▶ Dataset excerpts
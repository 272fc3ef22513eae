//! Identity provider clients for portcullis.
//!
//! A [`Provider`] drives the OAuth2 authorization-code flow against one
//! identity provider and resolves tokens to identities. Two variants exist:
//! [`GenericProvider`] for plain OAuth2 servers and [`OpenShiftProvider`],
//! which also performs delegated authorization (group membership and
//! subject access reviews) against the cluster API.

mod client;
mod descriptor;
mod error;
mod generic;
mod openshift;
mod provider;
mod service_account;
mod transport;
mod types;

use rootcause::prelude::Report;
use std::sync::Arc;
use tracing::info;

pub use descriptor::{DEFAULT_OPENSHIFT_API_URL, ProviderDescriptor, ProviderDescriptorBuilder};
pub use error::ProviderError;
pub use generic::GenericProvider;
pub use openshift::{CLUSTER_EMAIL_DOMAIN, OpenShiftProvider};
pub use provider::Provider;
pub use service_account::{SERVICE_ACCOUNT_DIR, ServiceAccount};
pub use transport::{DEFAULT_TIMEOUT, HttpTransport};
pub use types::{AccessReview, DelegateUrls, Identity, ProviderKind, Tokens};

/// Builds the provider a descriptor describes.
///
/// # Errors
///
/// Returns a configuration error if the HTTP transport cannot be built.
pub fn build_provider(
    descriptor: &ProviderDescriptor,
    transport: &HttpTransport,
) -> Result<Arc<dyn Provider>, Report<ProviderError>> {
    let http = transport.build_client()?;
    let provider: Arc<dyn Provider> = match descriptor.kind() {
        ProviderKind::Generic => Arc::new(GenericProvider::new(descriptor, http)?),
        ProviderKind::OpenShift => Arc::new(OpenShiftProvider::new(descriptor, http)?),
    };
    info!(
        provider = provider.name(),
        login_url = %descriptor.login_url(),
        "Configured identity provider"
    );
    Ok(provider)
}

#[cfg(test)]
mod tests {
    use super::*;

    #[test]
    fn builds_each_variant() {
        let openshift = ProviderDescriptor::builder(ProviderKind::OpenShift, "proxy", "secret")
            .build()
            .expect("descriptor");
        let provider = build_provider(&openshift, &HttpTransport::default()).expect("provider");
        assert_eq!(provider.name(), "OpenShift");
        assert!(provider.is_delegated());

        let generic = ProviderDescriptor::builder(ProviderKind::Generic, "client", "secret")
            .login_url("https://idp.example/authorize")
            .redeem_url("https://idp.example/token")
            .build()
            .expect("descriptor");
        let provider = build_provider(&generic, &HttpTransport::default()).expect("provider");
        assert_eq!(provider.name(), "OAuth2");
        assert!(!provider.is_delegated());
        assert!(!provider.delegates_path("/"));
    }
}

▶ Requirement
Reproduce the listing verbatim.

▶ Response area
repository 272fc3ef22513eae
//! Identity provider clients for portcullis.
//!
//! A [`Provider`] drives the OAuth2 authorization-code flow against one
//! identity provider and resolves tokens to identities. Two variants exist:
//! [`GenericProvider`] for plain OAuth2 servers and [`OpenShiftProvider`],
//! which also performs delegated authorization (group membership and
//! subject access reviews) against the cluster API.

mod client;
mod descriptor;
mod error;
mod generic;
mod openshift;
mod provider;
mod service_account;
mod transport;
mod types;

use rootcause::prelude::Report;
use std::sync::Arc;
use tracing::info;

pub use descriptor::{DEFAULT_OPENSHIFT_API_URL, ProviderDescriptor, ProviderDescriptorBuilder};
pub use error::ProviderError;
pub use generic::GenericProvider;
pub use openshift::{CLUSTER_EMAIL_DOMAIN, OpenShiftProvider};
pub use provider::Provider;
pub use service_account::{SERVICE_ACCOUNT_DIR, ServiceAccount};
pub use transport::{DEFAULT_TIMEOUT, HttpTransport};
pub use types::{AccessReview, DelegateUrls, Identity, ProviderKind, Tokens};

/// Builds the provider a descriptor describes.
///
/// # Errors
///
/// Returns a configuration error if the HTTP transport cannot be built.
pub fn build_provider(
    descriptor: &ProviderDescriptor,
    transport: &HttpTransport,
) -> Result<Arc<dyn Provider>, Report<ProviderError>> {
    let http = transport.build_client()?;
    let provider: Arc<dyn Provider> = match descriptor.kind() {
        ProviderKind::Generic => Arc::new(GenericProvider::new(descriptor, http)?),
        ProviderKind::OpenShift => Arc::new(OpenShiftProvider::new(descriptor, http)?),
    };
    info!(
        provider = provider.name(),
        login_url = %descriptor.login_url(),
        "Configured identity provider"
    );
    Ok(provider)
}

#[cfg(test)]
mod tests {
    use super::*;

    #[test]
    fn builds_each_variant() {
        let openshift = ProviderDescriptor::builder(ProviderKind::OpenShift, "proxy", "secret")
            .build()
            .expect("descriptor");
        let provider = build_provider(&openshift, &HttpTransport::default()).expect("provider");
        assert_eq!(provider.name(), "OpenShift");
        assert!(provider.is_delegated());

        let generic = ProviderDescriptor::builder(ProviderKind::Generic, "client", "secret")
            .login_url("https://idp.example/authorize")
            .redeem_url("https://idp.example/token")
            .build()
            .expect("descriptor");
        let provider = build_provider(&generic, &HttpTransport::default()).expect("provider");
        assert_eq!(provider.name(), "OAuth2");
        assert!(!provider.is_delegated());
        assert!(!provider.delegates_path("/"));
    }
}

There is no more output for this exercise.